▶ YOUR OBJECTIVE: Only lines holding the word "derive" are wanted. Copy them from the listing below.

▶

//! Grammar manifest parsing.
//!
//! The manifest is a `languages.toml`-style file of `[[grammar]]` records:
//!
//! ```toml
//! [[grammar]]
//! name = "rust"
//! source = { git = "https://github.com/tree-sitter/tree-sitter-rust", rev = "v0.23.0" }
//! ```
//!
//! Records are scanned line by line instead of deserializing the whole document,
//! so one malformed record (or an unrelated section a strict TOML parser would
//! reject) never costs the rest of the manifest.

use std::collections::BTreeSet;
use std::fs;
use std::path::{Path, PathBuf};
use std::sync::LazyLock;

use indexmap::IndexMap;
use regex::Regex;
use thiserror::Error;
use tracing::debug;

/// Errors that can occur while loading a manifest.
#[derive(Debug, Error)]
pub enum ManifestError {
	/// The manifest file could not be read.
	#[error("failed to read manifest {path}: {error}")]
	Read {
		/// Path of the manifest.
		path: PathBuf,
		/// The underlying I/O error.
		#[source]
		error: std::io::Error,
	},
}

/// One `[[grammar]]` record.
#[derive(Debug, Clone, PartialEq, Eq)]
pub struct GrammarSpec {
	/// Unique grammar name, also the on-disk directory name.
	pub name: String,
	/// Origin repository URL (`git` field).
	pub source_url: String,
	/// Tag, branch or commit (`rev` field). Opaque.
	pub revision: String,
	/// Location of the grammar inside a multi-grammar repository, or empty.
	pub subpath: String,
}

impl GrammarSpec {
	/// Returns the subpath, or `None` when the grammar lives at the repository root.
	pub fn subpath(&self) -> Option<&str> {
		let subpath = self.subpath.trim_matches('/');
		(!subpath.is_empty()).then_some(subpath)
	}
}

/// Parsed manifest: grammar name to spec, in first-appearance order.
#[derive(Debug, Clone, Default, PartialEq, Eq)]
pub struct Manifest {
	grammars: IndexMap<String, GrammarSpec>,
}

impl Manifest {
	/// Inserts a spec, replacing any earlier spec of the same name in place.
	pub fn insert(&mut self, spec: GrammarSpec) {
		self.grammars.insert(spec.name.clone(), spec);
	}

	/// Returns the spec registered under `name`.
	pub fn get(&self, name: &str) -> Option<&GrammarSpec> {
		self.grammars.get(name)
	}

	/// Iterates specs in manifest order.
	pub fn iter(&self) -> impl Iterator<Item = &GrammarSpec> {
		self.grammars.values()
	}

	/// Returns the specs sorted by name.
	pub fn sorted(&self) -> Vec<&GrammarSpec> {
		let mut specs: Vec<_> = self.grammars.values().collect();
		specs.sort_by(|a, b| a.name.cmp(&b.name));
		specs
	}

	/// Number of grammars.
	pub fn len(&self) -> usize {
		self.grammars.len()
	}

	/// Returns true if the manifest holds no grammar.
	pub fn is_empty(&self) -> bool {
		self.grammars.is_empty()
	}

	/// Removes every grammar named in `excluded`, returning the removed names.
	pub fn exclude(&mut self, excluded: &BTreeSet<String>) -> Vec<String> {
		let mut removed = Vec::new();
		self.grammars.retain(|name, _| {
			let keep = !excluded.contains(name);
			if !keep {
				removed.push(name.clone());
			}
			keep
		});
		removed
	}

	/// Keeps only the grammars named in `only`.
	pub fn retain_only(&mut self, only: &[String]) {
		self.grammars.retain(|name, _| only.iter().any(|n| n == name));
	}
}

impl FromIterator<GrammarSpec> for Manifest {
	fn from_iter<I: IntoIterator<Item = GrammarSpec>>(iter: I) -> Self {
		let mut manifest = Self::default();
		for spec in iter {
			manifest.insert(spec);
		}
		manifest
	}
}

/// Reads and parses the manifest at `path`.
pub fn load_manifest(path: &Path) -> Result<Manifest, ManifestError> {
	let text = fs::read_to_string(path).map_err(|error| ManifestError::Read {
		path: path.to_path_buf(),
		error,
	})?;
	Ok(parse_manifest(&text))
}

/// `key = "value"` or `key = 'value'` inside a source descriptor.
static SOURCE_FIELD: LazyLock<Regex> = LazyLock::new(|| {
	Regex::new(r#"(\w+)\s*=\s*(?:"([^"]*)"|'([^']*)')"#).expect("source field pattern is valid")
});

#[derive(Default)]
struct RawRecord {
	name: Option<String>,
	git: Option<String>,
	rev: Option<String>,
	subpath: Option<String>,
}

impl RawRecord {
	fn into_spec(self) -> Option<GrammarSpec> {
		let name = self.name.filter(|n| is_valid_name(n))?;
		let source_url = self.git.filter(|g| !g.is_empty())?;
		let revision = self.rev.filter(|r| !r.is_empty())?;
		Some(GrammarSpec {
			name,
			source_url,
			revision,
			subpath: self.subpath.unwrap_or_default(),
		})
	}

	fn read_source(&mut self, descriptor: &str) {
		for caps in SOURCE_FIELD.captures_iter(descriptor) {
			let value = caps.get(2).or_else(|| caps.get(3)).map(|m| m.as_str().to_owned());
			match &caps[1] {
				"git" => self.git = value,
				"rev" => self.rev = value,
				"subpath" => self.subpath = value,
				_ => {}
			}
		}
	}
}

/// Parses manifest text into a [`Manifest`].
///
/// Only `name` and the `git`/`rev`/`subpath` fields of `source` are read.
/// Records without a name, git URL or revision are dropped. Never fails.
pub fn parse_manifest(text: &str) -> Manifest {
	let mut manifest = Manifest::default();
	let mut lines = text.lines().map(str::trim).peekable();
	let in_record = |line: &&str| !line.starts_with('[');

	while let Some(line) = lines.next() {
		if line != "[[grammar]]" {
			continue;
		}

		let mut record = RawRecord::default();
		while let Some(line) = lines.next_if(in_record) {
			if line.starts_with('#') {
				continue;
			}

			if let Some(value) = assignment(line, "name") {
				record.name = string_value(value);
			} else if let Some(value) = assignment(line, "source") {
				let mut descriptor = value.to_owned();
				while !descriptor.contains('}') {
					let Some(next) = lines.next_if(in_record) else {
						break;
					};
					descriptor.push(' ');
					descriptor.push_str(next);
				}
				record.read_source(&descriptor);
			}
		}

		let name = record.name.clone();
		match record.into_spec() {
			Some(spec) => manifest.insert(spec),
			None => debug!(name = ?name, "Skipping grammar record without name, git or rev"),
		}
	}

	manifest
}

/// Returns the right-hand side of `key = ...`, or `None` if `line` assigns another key.
fn assignment<'a>(line: &'a str, key: &str) -> Option<&'a str> {
	line.strip_prefix(key)?.trim_start().strip_prefix('=').map(str::trim)
}

/// Extracts a quoted string, ignoring anything after the closing quote.
fn string_value(value: &str) -> Option<String> {
	let quote = value.chars().next().filter(|c| matches!(c, '"' | '\''))?;
	let rest = &value[1..];
	let end = rest.find(quote)?;
	Some(rest[..end].to_owned())
}

/// Names double as directory names, so they must be a single plain path segment.
fn is_valid_name(name: &str) -> bool {
	!name.is_empty() && name != "." && name != ".." && !name.contains(['/', '\\'])
}

#[cfg(test)]
mod tests {
	use super::*;

	#[test]
	fn parses_single_line_source() {
		let manifest = parse_manifest(
			r#"
[[grammar]]
name = "rust"
source = { git = "https://github.com/tree-sitter/tree-sitter-rust", rev = "v0.23.0" }
"#,
		);

		let rust = manifest.get("rust").expect("rust record");
		assert_eq!(rust.source_url, "https://github.com/tree-sitter/tree-sitter-rust");
		assert_eq!(rust.revision, "v0.23.0");
		assert_eq!(rust.subpath(), None);
	}

	#[test]
	fn accumulates_wrapped_source_descriptor() {
		let manifest = parse_manifest(
			r#"
[[grammar]]
name = "typescript"
source = { git = "https://github.com/tree-sitter/tree-sitter-typescript",
           rev = "abc123",
           subpath = "typescript" }
"#,
		);

		let ts = manifest.get("typescript").expect("typescript record");
		assert_eq!(ts.revision, "abc123");
		assert_eq!(ts.subpath(), Some("typescript"));
	}

	#[test]
	fn drops_records_missing_required_fields() {
		let manifest = parse_manifest(
			r#"
[[grammar]]
name = "no-rev"
source = { git = "https://github.com/org/no-rev" }

[[grammar]]
source = { git = "https://github.com/org/anon", rev = "main" }

[[grammar]]
name = "local"
source = { path = "/home/me/tree-sitter-local" }

[[grammar]]
name = "ok"
source = { git = "https://github.com/org/ok", rev = "main" }
"#,
		);

		assert_eq!(manifest.len(), 1);
		assert!(manifest.get("ok").is_some());
		for spec in manifest.iter() {
			assert!(!spec.name.is_empty());
			assert!(!spec.source_url.is_empty());
			assert!(!spec.revision.is_empty());
		}
	}

	#[test]
	fn ignores_other_sections_and_unknown_fields() {
		let manifest = parse_manifest(
			r#"
[[language]]
name = "rust"
scope = "source.rust"

[[grammar]]
name = "rust"
# pinned
source = { git = "https://github.com/tree-sitter/tree-sitter-rust", rev = "v1", depth = "1" } # trailing

[language-server.rust-analyzer]
name = "hijack"
source = { git = "https://example.com/x", rev = "y" }
"#,
		);

		assert_eq!(manifest.len(), 1);
		let rust = manifest.get("rust").expect("rust record");
		assert_eq!(rust.revision, "v1");
		assert!(manifest.get("hijack").is_none());
	}

	#[test]
	fn unterminated_descriptor_does_not_swallow_next_record() {
		let manifest = parse_manifest(
			r#"
[[grammar]]
name = "broken"
source = { git = "https://github.com/org/broken",

[[grammar]]
name = "fine"
source = { git = "https://github.com/org/fine", rev = "main" }
"#,
		);

		assert!(manifest.get("broken").is_none());
		assert!(manifest.get("fine").is_some());
	}

	#[test]
	fn rejects_path_like_names() {
		let manifest = parse_manifest(
			r#"
[[grammar]]
name = "../escape"
source = { git = "https://github.com/org/escape", rev = "main" }
"#,
		);
		assert!(manifest.is_empty());
	}

	#[test]
	fn duplicate_name_keeps_first_position_with_last_value() {
		let manifest = parse_manifest(
			r#"
[[grammar]]
name = "a"
source = { git = "https://github.com/org/a", rev = "one" }

[[grammar]]
name = "b"
source = { git = "https://github.com/org/b", rev = "main" }

[[grammar]]
name = "a"
source = { git = "https://github.com/org/a", rev = "two" }
"#,
		);

		let names: Vec<_> = manifest.iter().map(|s| s.name.as_str()).collect();
		assert_eq!(names, ["a", "b"]);
		assert_eq!(manifest.get("a").map(|s| s.revision.as_str()), Some("two"));
	}

	#[test]
	fn exclusion_is_applied_after_parsing() {
		let mut manifest = parse_manifest(
			r#"
[[grammar]]
name = "wren"
source = { git = "https://github.com/org/wren", rev = "main" }

[[grammar]]
name = "rust"
source = { git = "https://github.com/org/rust", rev = "main" }
"#,
		);
		assert_eq!(manifest.len(), 2);

		let excluded = BTreeSet::from(["wren".to_string(), "gemini".to_string()]);
		assert_eq!(manifest.exclude(&excluded), vec!["wren".to_string()]);
		assert_eq!(manifest.len(), 1);
	}
}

◀

▶ RESPONSE TO THIS EXERCISE:
#[derive(Debug, Error)]
#[derive(Debug, Clone, PartialEq, Eq)]
#[derive(Debug, Clone, Default, PartialEq, Eq)]
#[derive(Default)]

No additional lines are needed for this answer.